Current tenants of the airport:

- Canadian Aviation and Space Museum - two buildings
- Rockcliffe Flying Club
- Rockcliffe Yacht Club

Former tenants:

- Canadian Armed Forces (Royal Canadian Air Force (RCAF), Canadian Army) - 1920–1964
- Dominion of Canada Rifle Association
- Airtransit - a wholly owned subsidiary of Air Canada used Rockcliffe to demonstrate STOL passenger operations to Victoria STOLport in Montreal from 1974 to 1976

==Transportation to airport==

By car, the airport can be reached by Sir George-Étienne Cartier Parkway.

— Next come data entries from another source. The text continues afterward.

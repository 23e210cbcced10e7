//! Demo data set. Every account uses the password [`DEMO_PASSWORD`].

use chrono::{Duration, TimeZone, Utc};

use crate::{
    domain::{OrderStatus, address::fallback_address, summary},
    mock_backend::state::{AccountRecord, MockData, RestaurantRecord, UserRecord},
    models::{CourierId, CustomerId, LineItem, Order, OrderId, Product, RestaurantId},
};

pub const DEMO_PASSWORD: &str = "password";

/// Holds both a customer and a courier account.
pub const DUAL_ROLE_EMAIL: &str = "erica.ger@gmail.com";
pub const CUSTOMER_EMAIL: &str = "customer@example.com";
pub const COURIER_EMAIL: &str = "courier@example.com";

const RESTAURANTS: [(&str, u8); 4] = [
    ("Golden Bar & Grill", 2),
    ("WJU Eats", 2),
    ("Sweet Dragon", 1),
    ("Golden Creamery", 1),
];

const MENU: [(&str, u64); 5] = [
    ("Cheeseburger", 50),
    ("Scotch Eggs", 2025),
    ("Cauliflower Penne", 900),
    ("French Toast", 1974),
    ("Ricotta Stuffed Ravioli", 825),
];

fn user(
    user_id: u64,
    email: &str,
    customer_id: Option<CustomerId>,
    courier_id: Option<CourierId>,
) -> UserRecord {
    UserRecord {
        user_id,
        email: email.to_string(),
        password: DEMO_PASSWORD.to_string(),
        customer_id,
        courier_id,
    }
}

fn account(user_id: u64, name: &str, email: &str, phone: &str, seed: u64) -> AccountRecord {
    AccountRecord {
        user_id,
        name: name.to_string(),
        email: email.to_string(),
        phone: phone.to_string(),
        address: fallback_address(seed).display(),
    }
}

fn menu_for(restaurant_id: RestaurantId) -> Vec<Product> {
    let first_id = (restaurant_id - 1) * MENU.len() as u64 + 1;
    MENU.iter()
        .zip(first_id..)
        .map(|((name, cost), id)| Product {
            id,
            name: (*name).to_string(),
            cost: *cost,
            description: Some(format!("{name} from the house menu.")),
        })
        .collect()
}

struct SeedOrder {
    id: OrderId,
    customer_id: CustomerId,
    restaurant_id: RestaurantId,
    courier_id: CourierId,
    status: OrderStatus,
    rating: Option<u8>,
    /// (menu position, quantity)
    lines: &'static [(usize, u32)],
}

const ORDERS: [SeedOrder; 6] = [
    SeedOrder {
        id: 1,
        customer_id: 1,
        restaurant_id: 1,
        courier_id: 1,
        status: OrderStatus::Delivered,
        rating: Some(4),
        lines: &[(0, 2), (2, 1)],
    },
    SeedOrder {
        id: 2,
        customer_id: 1,
        restaurant_id: 2,
        courier_id: 1,
        status: OrderStatus::Delivered,
        rating: Some(5),
        lines: &[(1, 1)],
    },
    SeedOrder {
        id: 3,
        customer_id: 1,
        restaurant_id: 3,
        courier_id: 1,
        status: OrderStatus::InProgress,
        rating: None,
        lines: &[(3, 1), (4, 2)],
    },
    SeedOrder {
        id: 4,
        customer_id: 2,
        restaurant_id: 3,
        courier_id: 2,
        status: OrderStatus::Delivered,
        rating: None,
        lines: &[(0, 3)],
    },
    SeedOrder {
        id: 5,
        customer_id: 2,
        restaurant_id: 1,
        courier_id: 2,
        status: OrderStatus::Pending,
        rating: None,
        lines: &[(4, 1)],
    },
    SeedOrder {
        id: 6,
        customer_id: 2,
        restaurant_id: 4,
        courier_id: 2,
        status: OrderStatus::Delivered,
        rating: Some(4),
        lines: &[(2, 2)],
    },
];

impl MockData {
    pub fn seeded() -> Self {
        let mut data = MockData {
            users: vec![
                user(1, DUAL_ROLE_EMAIL, Some(1), Some(1)),
                user(2, CUSTOMER_EMAIL, Some(2), None),
                user(3, COURIER_EMAIL, None, Some(2)),
            ],
            ..MockData::default()
        };

        data.customers.insert(
            1,
            account(1, "Erica Ger", "erica.customer@gmail.com", "5145550101", 3),
        );
        data.customers.insert(2, account(2, "Sam Diner", CUSTOMER_EMAIL, "5145550102", 8));
        data.couriers.insert(
            1,
            account(1, "Erica Ger", "erica.courier@gmail.com", "5145550201", 0),
        );
        data.couriers.insert(2, account(3, "Kim Rider", COURIER_EMAIL, "5145550202", 4));

        data.restaurants = RESTAURANTS
            .iter()
            .zip(1u64..)
            .map(|((name, price_range), id)| RestaurantRecord {
                id,
                name: (*name).to_string(),
                price_range: *price_range,
                menu: menu_for(id),
            })
            .collect();

        let start = Utc
            .with_ymd_and_hms(2024, 9, 1, 12, 0, 0)
            .single()
            .unwrap_or_default();
        for seed in &ORDERS {
            let order = data.build_seed_order(seed, start + Duration::hours(seed.id as i64));
            data.orders.insert(order.id, order);
        }
        data
    }

    fn build_seed_order(&self, seed: &SeedOrder, created_at: chrono::DateTime<Utc>) -> Order {
        let menu = self
            .restaurant(seed.restaurant_id)
            .map(|restaurant| restaurant.menu.as_slice())
            .unwrap_or_default();
        let products: Vec<LineItem> = seed
            .lines
            .iter()
            .filter_map(|(position, quantity)| {
                menu.get(*position)
                    .map(|product| LineItem::new(product, *quantity))
            })
            .collect();

        Order {
            id: seed.id,
            customer_id: seed.customer_id,
            restaurant_id: seed.restaurant_id,
            restaurant_name: self
                .restaurant(seed.restaurant_id)
                .map(|restaurant| restaurant.name.clone())
                .unwrap_or_default(),
            customer_address: self
                .customers
                .get(&seed.customer_id)
                .map(|customer| customer.address.clone())
                .unwrap_or_default(),
            courier_id: Some(seed.courier_id),
            courier_name: self
                .couriers
                .get(&seed.courier_id)
                .map(|courier| courier.name.clone()),
            status: seed.status.clone(),
            total_cost: summary::line_items_total(&products),
            products,
            restaurant_rating: seed.rating,
            created_at,
        }
    }
}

By transit, OC Transpo Route 25 occasionally provides direct access to the airport. Route 7 is a short walk from the airport.

==Incidents==

- March 12, 1930, Canadian World War I flying ace William George Barker, operating a Fairchild KR-21, crashed into the Ottawa River and died during an aerial demonstration over the field.
- March 28, 1950 – A United States Air Force (USAF) Douglas C-47B-50DK had an engine fire and crashed shortly after takeoff, resulting in five fatalities (including American ambassador Laurence Steinhardt) and one survivor.
- July 22, 1953 – A RCAF Canadair North Star of 426 Transport Training Squadron caught fire during loading; the aircraft was destroyed with no fatalities.

- September 14, 2023 - A private plane was stolen, crashing shortly after and damaging two planes. The thief was arrested at the site of the crash and an investigation is ongoing.